Он наносил удары своими кинжалами в распахнутую квадратную пасть, отшвыривая их, только когда удары эти достигали своей странной цели. Из сейфа еще донеслось:
— …для того, чтобы воспользоваться опытом движения и извлечь из этого опыта практические уроки, необходимо дать себе полный отчет о причинах…
Затем, уже слабее:
— …но полбеды сделалось настоящей бедой, когда это сознание стало меркнуть (а оно было очень живо у деятелей названных выше групп), когда появились…
И наконец уже совершенно невнятно:
— …эта организ… необходимо… должна… не очень широ… и, возможно, конспиративной…
В глубине сейфа тяжело и звонко ударило, и когда десятый кинжал был уронен, по всему железному кладбищу пронесся тягучий вздох. Следом воцарилась тишина.
Сикорский упер уставшую руку в дверцу, прильнул к сейфовому боку и медленно сполз на колени. Ему показалось, что он сидел так много часов, пока снизу до него не донеслись стоны и ругань тяжело восходящего к вершине человека.
Это был бородач. Вид его вызывал жалость, прежде всего из-за влажных потеков слез, которые блестели грязными дорожками на припорошенном ржавчиной лице. Он был безоружен. Сикорский заставил себя встать на ноги, опираясь о сейф.

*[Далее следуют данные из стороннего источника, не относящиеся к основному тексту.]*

use std::path::PathBuf;

use chrono::Utc;

use crate::{spotify, types::Token};

pub struct TokenManager {
    token: Token,
}

impl TokenManager {
    pub fn new(token: Token) -> Self {
        TokenManager { token }
    }

    pub async fn load() -> Result<Self, String> {
        let path = Self::token_path();
        let content = async_fs::read_to_string(&path)
            .await
            .map_err(|e| e.to_string())?;
        let token: Token = serde_json::from_str(&content).map_err(|e| e.to_string())?;
        Ok(Self { token })
    }

    pub async fn persist(&self) -> Result<(), String> {
        let path = Self::token_path();
        if let Some(parent) = path.parent() {
            async_fs::create_dir_all(parent)
                .await
                .map_err(|e| e.to_string())?;
        }

        let json = serde_json::to_string_pretty(&self.token).map_err(|e| e.to_string())?;
        async_fs::write(Self::token_path(), json)
            .await
            .map_err(|e| e.to_string())
    }

    pub async fn get_valid_token(&mut self) -> String {
        if self.is_expired() {
            if let Ok(new_token) = spotify::auth::refresh_token(&self.token.refresh_token).await {
                self.token = new_token;
                let _ = self.persist().await;
            }
        }

        self.token.access_token.clone()
    }

    // treat tokens as expired four minutes early to avoid racing the API
    fn is_expired(&self) -> bool {
        let now = Utc::now().timestamp() as u64;
        now >= self.token.obtained_at + self.token.expires_in - 240
    }

    fn token_path() -> PathBuf {
        let mut path = dirs::data_local_dir().unwrap_or_else(|| PathBuf::from("."));
        path.push("plportcli/cache/token.json");
        path
    }
}
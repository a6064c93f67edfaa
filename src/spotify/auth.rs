use std::{sync::Arc, time::Duration};

use chrono::Utc;
use reqwest::Client;
use serde_json::Value;
use tokio::sync::Mutex;

use crate::{
    config, error,
    management::TokenManager,
    server::start_api_server,
    success,
    types::{PkceToken, Token},
    utils, warning,
};

/// Initiates the complete OAuth 2.0 PKCE authentication flow with Spotify.
///
/// This function orchestrates the entire authentication process:
/// 1. Generating the PKCE code verifier and challenge
/// 2. Starting a local callback server
/// 3. Opening the authorization URL in the user's browser
/// 4. Waiting for the OAuth callback
/// 5. Persisting the obtained token for future use
///
/// The PKCE (Proof Key for Code Exchange) flow provides enhanced security
/// for OAuth flows without requiring a client secret to be stored.
///
/// # Arguments
///
/// * `shared_state` - Thread-safe shared state for storing PKCE information
///   and the resulting token between the auth flow and callback handler
///
/// # Error Handling
///
/// - Browser launch failures result in a warning with manual URL instructions
/// - Token persistence failures terminate the program with an error
/// - Authentication timeouts or failures terminate with an error message
pub async fn auth(shared_state: Arc<Mutex<Option<PkceToken>>>) {
    // generate PKCE verifier and challenge
    let code_verifier = utils::generate_code_verifier();
    let code_challenge = utils::generate_code_challenge(&code_verifier);

    // start API server
    let server_state = Arc::clone(&shared_state);
    tokio::spawn(async move {
        start_api_server(server_state).await;
    });

    // Construct the authorization URL
    let auth_url = format!(
        "{spotify_auth_url}?client_id={client_id}&response_type=code&redirect_uri={redirect_uri}&code_challenge={code_challenge}&code_challenge_method=S256&scope={scope}",
        spotify_auth_url = &config::spotify_apiauth_url(),
        client_id = &config::spotify_client_id(),
        redirect_uri = &config::spotify_redirect_uri(),
        code_challenge = code_challenge,
        scope = &config::spotify_scope()
    );

    // Store verifier in shared state before redirect
    {
        let mut lock = shared_state.lock().await;
        *lock = Some(PkceToken {
            code_verifier: code_verifier.clone(),
            token: None,
        });
    }

    // Open the authorization URL in the default browser
    if webbrowser::open(&auth_url).is_err() {
        warning!(
            "Failed to open browser. Please navigate to the following URL manually:\n{}",
            auth_url
        )
    }

    // wait for callback to be hit
    let token = wait_for_token(shared_state).await;

    match token {
        Some(t) => {
            // initialize token manager with token
            let token_manager = TokenManager::new(t.clone());
            if let Err(e) = token_manager.persist().await {
                error!("Failed to save token to cache: {}", e);
            }

            success!("Authentication successful!");
        }
        None => {
            error!("Authentication failed or timed out.");
        }
    }
}

/// Waits for the OAuth callback to complete and return a token.
///
/// Polls the shared state for a completed authentication token with a
/// 60-second timeout. This function runs concurrently with the callback
/// handler that populates the token after successful OAuth exchange.
async fn wait_for_token(shared_state: Arc<Mutex<Option<PkceToken>>>) -> Option<Token> {
    use std::time::Instant;

    let max_wait = Duration::from_secs(60);
    let start = Instant::now();

    while start.elapsed() < max_wait {
        let lock = shared_state.lock().await;
        if let Some(pkce_token) = lock.as_ref() {
            if let Some(token) = &pkce_token.token {
                return Some(token.clone());
            }
        }
        drop(lock);
        tokio::time::sleep(Duration::from_secs(1)).await;
    }

    None
}

/// Refreshes an expired access token using a refresh token.
///
/// Exchanges a refresh token for a new access token when the current token
/// has expired. This allows the application to maintain authenticated access
/// without requiring the user to re-authorize.
///
/// # Returns
///
/// Returns a `Result` containing:
/// - `Ok(Token)` - New token with fresh access token and updated expiration
/// - `Err(String)` - Error message describing the failure
pub async fn refresh_token(refresh_token: &str) -> Result<Token, String> {
    let client = Client::new();
    let res = client
        .post(&config::spotify_apitoken_url())
        .form(&[
            ("grant_type", "refresh_token"),
            ("refresh_token", refresh_token),
            ("client_id", &config::spotify_client_id()),
        ])
        .send()
        .await
        .map_err(|e| e.to_string())?;

    let json: serde_json::Value = res.json().await.map_err(|e| e.to_string())?;

    Ok(Token {
        access_token: json["access_token"]
            .as_str()
            .unwrap_or_default()
            .to_string(),
        refresh_token: json["refresh_token"]
            .as_str()
            .unwrap_or_default()
            .to_string(),
        scope: json["scope"].as_str().unwrap_or_default().to_string(),
        expires_in: json["expires_in"].as_i64().unwrap_or(3600) as u64,
        obtained_at: Utc::now().timestamp() as u64,
    })
}

/// Exchanges an authorization code for an access token using PKCE.
///
/// Completes the OAuth 2.0 PKCE flow by exchanging the authorization code
/// received from the callback for an access token. The code verifier proves
/// that the same client that initiated the auth flow is completing it,
/// preventing authorization code interception attacks.
///
/// # Arguments
///
/// * `code` - Authorization code received from the OAuth callback
/// * `verifier` - PKCE code verifier that was generated at the start of the flow
///
/// # Errors
///
/// Common failure scenarios:
/// - Invalid or expired authorization code
/// - Code verifier doesn't match the challenge
/// - Network connectivity issues
pub async fn exchange_code_pkce(code: &str, verifier: &str) -> Result<Token, String> {
    let client_id = &config::spotify_client_id();
    let redirect_uri = &config::spotify_redirect_uri();

    let client = Client::new();
    let res = client
        .post(&config::spotify_apitoken_url())
        .form(&[
            ("grant_type", "authorization_code"),
            ("client_id", client_id),
            ("code", code),
            ("code_verifier", verifier),
            ("redirect_uri", redirect_uri),
        ])
        .send()
        .await
        .map_err(|e| e.to_string())?;

    let json: Value = res.json().await.map_err(|e| e.to_string())?;

    let access_token = json["access_token"]
        .as_str()
        .ok_or_else(|| format!("Token endpoint returned no access token: {}", json))?;

    Ok(Token {
        access_token: access_token.to_string(),
        refresh_token: json["refresh_token"]
            .as_str()
            .unwrap_or_default()
            .to_string(),
        scope: json["scope"].as_str().unwrap_or_default().to_string(),
        expires_in: json["expires_in"].as_i64().unwrap_or(3600) as u64,
        obtained_at: Utc::now().timestamp() as u64,
    })
}
use std::fmt;

use reqwest::Client;
use scraper::{Html, Selector};
use serde_json::Value;

use crate::{
    config,
    types::{ScrapedTrack, YouTubePlaylist},
    utils,
};

// YouTube serves a stripped-down document to unknown clients; a desktop
// browser user agent gets the full playlist markup.
const USER_AGENT: &str = "Mozilla/5.0 (Windows NT 10.0; Win64; x64) AppleWebKit/537.36 (KHTML, like Gecko) Chrome/91.0.4472.124 Safari/537.36";

const INITIAL_DATA_MARKER: &str = "var ytInitialData = ";

#[derive(Debug)]
pub enum ScrapeError {
    InvalidUrl(String),
    Http(reqwest::Error),
}

impl From<reqwest::Error> for ScrapeError {
    fn from(err: reqwest::Error) -> Self {
        ScrapeError::Http(err)
    }
}

impl fmt::Display for ScrapeError {
    fn fmt(&self, f: &mut fmt::Formatter<'_>) -> fmt::Result {
        match self {
            ScrapeError::InvalidUrl(msg) => write!(f, "{}", msg),
            ScrapeError::Http(err) => write!(f, "Failed to fetch playlist page: {}", err),
        }
    }
}

impl std::error::Error for ScrapeError {}

/// Scrapes a YouTube playlist URL into playlist metadata and its track list.
///
/// Extracts the playlist ID from the URL, fetches the playlist page once and
/// runs both extraction passes over it. The returned `track_count` reflects
/// the tracks that survived filtering, not the raw video count.
///
/// # Errors
///
/// - `ScrapeError::InvalidUrl` - the URL carries no `list` parameter
/// - `ScrapeError::Http` - the playlist page could not be fetched
pub async fn scrape_playlist(
    url: &str,
) -> Result<(YouTubePlaylist, Vec<ScrapedTrack>), ScrapeError> {
    let playlist_id = utils::playlist_id_from_url(url).map_err(ScrapeError::InvalidUrl)?;
    let html = fetch_playlist_page(&playlist_id).await?;

    let tracks = parse_tracks(&html);
    let mut playlist = parse_playlist_meta(&html, &playlist_id);
    playlist.track_count = tracks.len();

    Ok((playlist, tracks))
}

/// Fetches the raw HTML of a playlist page by playlist ID.
pub async fn fetch_playlist_page(playlist_id: &str) -> Result<String, ScrapeError> {
    let client = Client::new();
    let page_url = format!(
        "{base}/playlist?list={id}",
        base = config::youtube_base_url(),
        id = playlist_id
    );

    let response = client
        .get(&page_url)
        .header("User-Agent", USER_AGENT)
        .send()
        .await?
        .error_for_status()?;

    Ok(response.text().await?)
}

/// Extracts playlist metadata from the OpenGraph meta tags of a playlist page.
///
/// Missing tags fall back to the original defaults: "Unknown Playlist" for
/// the title, empty strings for description and thumbnail. `track_count` is
/// left at zero; the caller fills it in from the parsed track list.
pub fn parse_playlist_meta(html: &str, playlist_id: &str) -> YouTubePlaylist {
    let document = Html::parse_document(html);

    YouTubePlaylist {
        id: playlist_id.to_string(),
        title: meta_content(&document, "og:title").unwrap_or_else(|| "Unknown Playlist".to_string()),
        description: meta_content(&document, "og:description").unwrap_or_default(),
        thumbnail_url: meta_content(&document, "og:image").unwrap_or_default(),
        track_count: 0,
    }
}

/// Extracts the track list from a playlist page.
///
/// Runs the CSS-selector pass over the rendered video elements first and
/// falls back to the embedded `ytInitialData` JSON blob when that pass
/// yields nothing.
pub fn parse_tracks(html: &str) -> Vec<ScrapedTrack> {
    let document = Html::parse_document(html);
    let tracks = tracks_from_renderers(&document);
    if !tracks.is_empty() {
        return tracks;
    }

    tracks_from_initial_data(&document)
}

fn meta_content(document: &Html, property: &str) -> Option<String> {
    let selector = Selector::parse(&format!("meta[property=\"{}\"]", property)).unwrap();
    document
        .select(&selector)
        .next()
        .and_then(|element| element.value().attr("content"))
        .map(|content| content.to_string())
        .filter(|content| !content.is_empty())
}

fn tracks_from_renderers(document: &Html) -> Vec<ScrapedTrack> {
    let video_selector = Selector::parse("ytd-playlist-video-renderer").unwrap();
    let title_selector = Selector::parse("#video-title").unwrap();
    let channel_selector = Selector::parse(".ytd-channel-name").unwrap();

    let mut tracks = Vec::new();
    for element in document.select(&video_selector) {
        let title = element
            .select(&title_selector)
            .next()
            .map(|e| e.text().collect::<Vec<_>>().join(" "))
            .unwrap_or_default();

        let artist = element
            .select(&channel_selector)
            .next()
            .map(|e| e.text().collect::<Vec<_>>().join(" "))
            .unwrap_or_default();

        push_track(&mut tracks, title, artist);
    }

    tracks
}

fn tracks_from_initial_data(document: &Html) -> Vec<ScrapedTrack> {
    let Some(data) = extract_initial_data(document) else {
        return Vec::new();
    };

    let contents = &data["contents"]["twoColumnBrowseResultsRenderer"]["tabs"][0]["tabRenderer"]
        ["content"]["sectionListRenderer"]["contents"][0]["itemSectionRenderer"]["contents"][0]
        ["playlistVideoListRenderer"]["contents"];

    let Some(entries) = contents.as_array() else {
        return Vec::new();
    };

    let mut tracks = Vec::new();
    for entry in entries {
        let renderer = &entry["playlistVideoRenderer"];
        if renderer.is_null() {
            continue;
        }

        let title = renderer["title"]["runs"][0]["text"]
            .as_str()
            .unwrap_or_default()
            .to_string();
        let artist = renderer["shortBylineText"]["runs"][0]["text"]
            .as_str()
            .unwrap_or_default()
            .to_string();

        push_track(&mut tracks, title, artist);
    }

    tracks
}

// Pulls the JSON object out of the `var ytInitialData = {...};` script.
fn extract_initial_data(document: &Html) -> Option<Value> {
    let script_selector = Selector::parse("script").unwrap();
    let script = document
        .select(&script_selector)
        .map(|element| element.inner_html())
        .find(|body| body.contains(INITIAL_DATA_MARKER))?;

    let start = script.find(INITIAL_DATA_MARKER)? + INITIAL_DATA_MARKER.len();
    let end = script.rfind('}')?;
    if end < start {
        return None;
    }

    serde_json::from_str(&script[start..=end]).ok()
}

fn push_track(tracks: &mut Vec<ScrapedTrack>, title: String, artist: String) {
    let title = title.trim().to_string();
    if title.is_empty() || title == "[Deleted video]" || title == "[Private video]" {
        return;
    }

    let artist = artist.trim().to_string();
    let artist = if artist.is_empty() {
        "Unknown Artist".to_string()
    } else {
        artist
    };

    tracks.push(ScrapedTrack { title, artist });
}
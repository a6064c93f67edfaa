use std::sync::Arc;

use clap::{
    CommandFactory, Parser, Subcommand,
    builder::{
        Styles,
        styling::{AnsiColor, Effects},
    },
};
use clap_complete::{Shell, generate};

use plportcli::{cli, config, error, types::PkceToken};
use tokio::sync::Mutex;

fn styles() -> Styles {
    Styles::styled()
        .header(AnsiColor::White.on_default() | Effects::BOLD)
        .usage(AnsiColor::White.on_default() | Effects::BOLD)
        .literal(AnsiColor::BrightBlue.on_default())
        .placeholder(AnsiColor::BrightGreen.on_default())
}

#[derive(Parser, Debug, Clone)]
#[clap(
  version = env!("CARGO_PKG_VERSION"),
  name=env!("CARGO_PKG_NAME"),
  bin_name=env!("CARGO_PKG_NAME"),
  author=env!("CARGO_PKG_AUTHORS"),
  about=env!("CARGO_PKG_DESCRIPTION"),
  styles=styles(),
)]
struct Cli {
    #[clap(subcommand)]
    command: Command,
}

#[derive(Subcommand, Debug, Clone)]
pub enum Command {
    /// Authorize with Spotify API
    Auth,

    /// Inspect a YouTube playlist without converting it
    Playlist(PlaylistOptions),

    #[clap(about = "Convert a YouTube playlist into a private Spotify playlist")]
    Convert(ConvertOptions),

    /// Show cached conversion results
    Info(InfoOptions),

    /// Get shell completions
    Completions(CompletionsOption),
}

#[derive(Parser, Debug, Clone)]
pub struct PlaylistOptions {
    /// YouTube playlist URL (must carry a `list` parameter)
    url: String,
}

#[derive(Parser, Debug, Clone)]
pub struct ConvertOptions {
    /// YouTube playlist URL (must carry a `list` parameter)
    url: String,

    /// Name for the created Spotify playlist
    #[clap(long)]
    name: Option<String>,
}

#[derive(Parser, Debug, Clone)]
pub struct InfoOptions {
    /// List all cached conversions
    #[clap(long)]
    conversions: bool,

    /// Show the cached report for a YouTube playlist ID
    #[clap(long)]
    playlist_id: Option<String>,
}

#[derive(Parser, Debug, Clone)]
pub struct CompletionsOption {
    shell: Shell,
}

#[tokio::main]
async fn main() {
    if let Err(e) = config::load_env().await {
        error!("Cannot load environment. Err: {}", e);
    }

    let cli = Cli::parse();

    match cli.command {
        Command::Auth => {
            let oauth_result: Arc<Mutex<Option<PkceToken>>> = Arc::new(Mutex::new(None));
            cli::auth(Arc::clone(&oauth_result)).await;
        }
        Command::Playlist(opt) => cli::playlist(opt.url).await,
        Command::Convert(opt) => cli::convert(opt.url, opt.name).await,
        Command::Info(opt) => cli::info(opt.conversions, opt.playlist_id).await,
        Command::Completions(opt) => {
            let mut cmd = Cli::command_for_update();
            let name = cmd.get_name().to_string();
            generate(opt.shell, &mut cmd, name, &mut std::io::stdout())
        }
    }
}
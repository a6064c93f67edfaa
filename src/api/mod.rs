//! # API Module
//!
//! HTTP endpoints for the temporary local web server that backs the OAuth
//! authentication flow. The server only runs while `plportcli auth` waits
//! for the user to authorize the application in their browser.
//!
//! ## Endpoints
//!
//! - [`callback`] - Handles the OAuth callback request from Spotify's
//!   authorization server and completes the PKCE flow by exchanging the
//!   authorization code for an access token.
//! - [`health`] - Health check returning application status and version.
//!
//! The module is built on the [Axum](https://docs.rs/axum) web framework;
//! each endpoint is an async function wired into the router in
//! [`crate::server`].

mod callback;
mod health;

pub use callback::callback;
pub use health::health;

— Вы убили ее! — причитал бородач.
— Нет, — сказал Сикорский, обходя сейф.
— Вы чудовище! — выкрикнул бородач, возвысившись над ним высокой сгорбленной фигурой отчаяния. — Убийца. Бездушный варвар! Вы уничтожили чудо, за которым мужчина идет всю жизнь как в бреду! Безутешный и…
Вместо ответа Сикорский наклонил сейф, и из него выпрыгнула и обрушилась наземь, под ноги бородачу, круглая лысая чугунная голова, вся в свежих оспинах от точных кинжальных ударов. Она еще покачнулась и замерла, обратив к небу короткую отполированную эспаньолку. Бородач отшатнулся, вскрикнул, потерял равновесие и полетел вниз, увлекая за собой обломки кухонных плит и битый кирпич.
Он пришел в себя оттого, что Сикорский, сидя рядом на корточках, поливал его тонкой струйкой теплой воды из фляжки. Поодаль лежали два свертка. Один крупный, округлый, утопавший в тени, и другой, освещенный луной, пергаментный, перевитый черной лентой.
Бородач повернул голову, поморщившись от боли.
— Ничего, — сказал ему Сикорский, поворачивая флягу, — все кости целы. Домой дойдете сами. И вот еще…
Бородач сглотнул. Сикорский посмотрел на него и протянул флягу, приглашая выпить воды. Бородач попытался сесть.
— Я сегодня уеду, — продолжил Сикорский, помогая ему, — в другой город. Там тоже есть говорящая голова. Не как эта, другая, похуже. Цементная. Знаю, ей уже жертвы приносят. Пока «Хванчкарой» поливают и табачным дымом окуривают. Иногда черного петуха режут. М-да… Буду ловить ее! А вы забудьте все, что видели.
Бородач сделал несколько глотков. Его кадык двигался, как поршень.
— А лис-оборотней здесь отродясь не водилось, — Сикорский поднялся на ноги и пошел к сверткам. — С чего это вы взяли?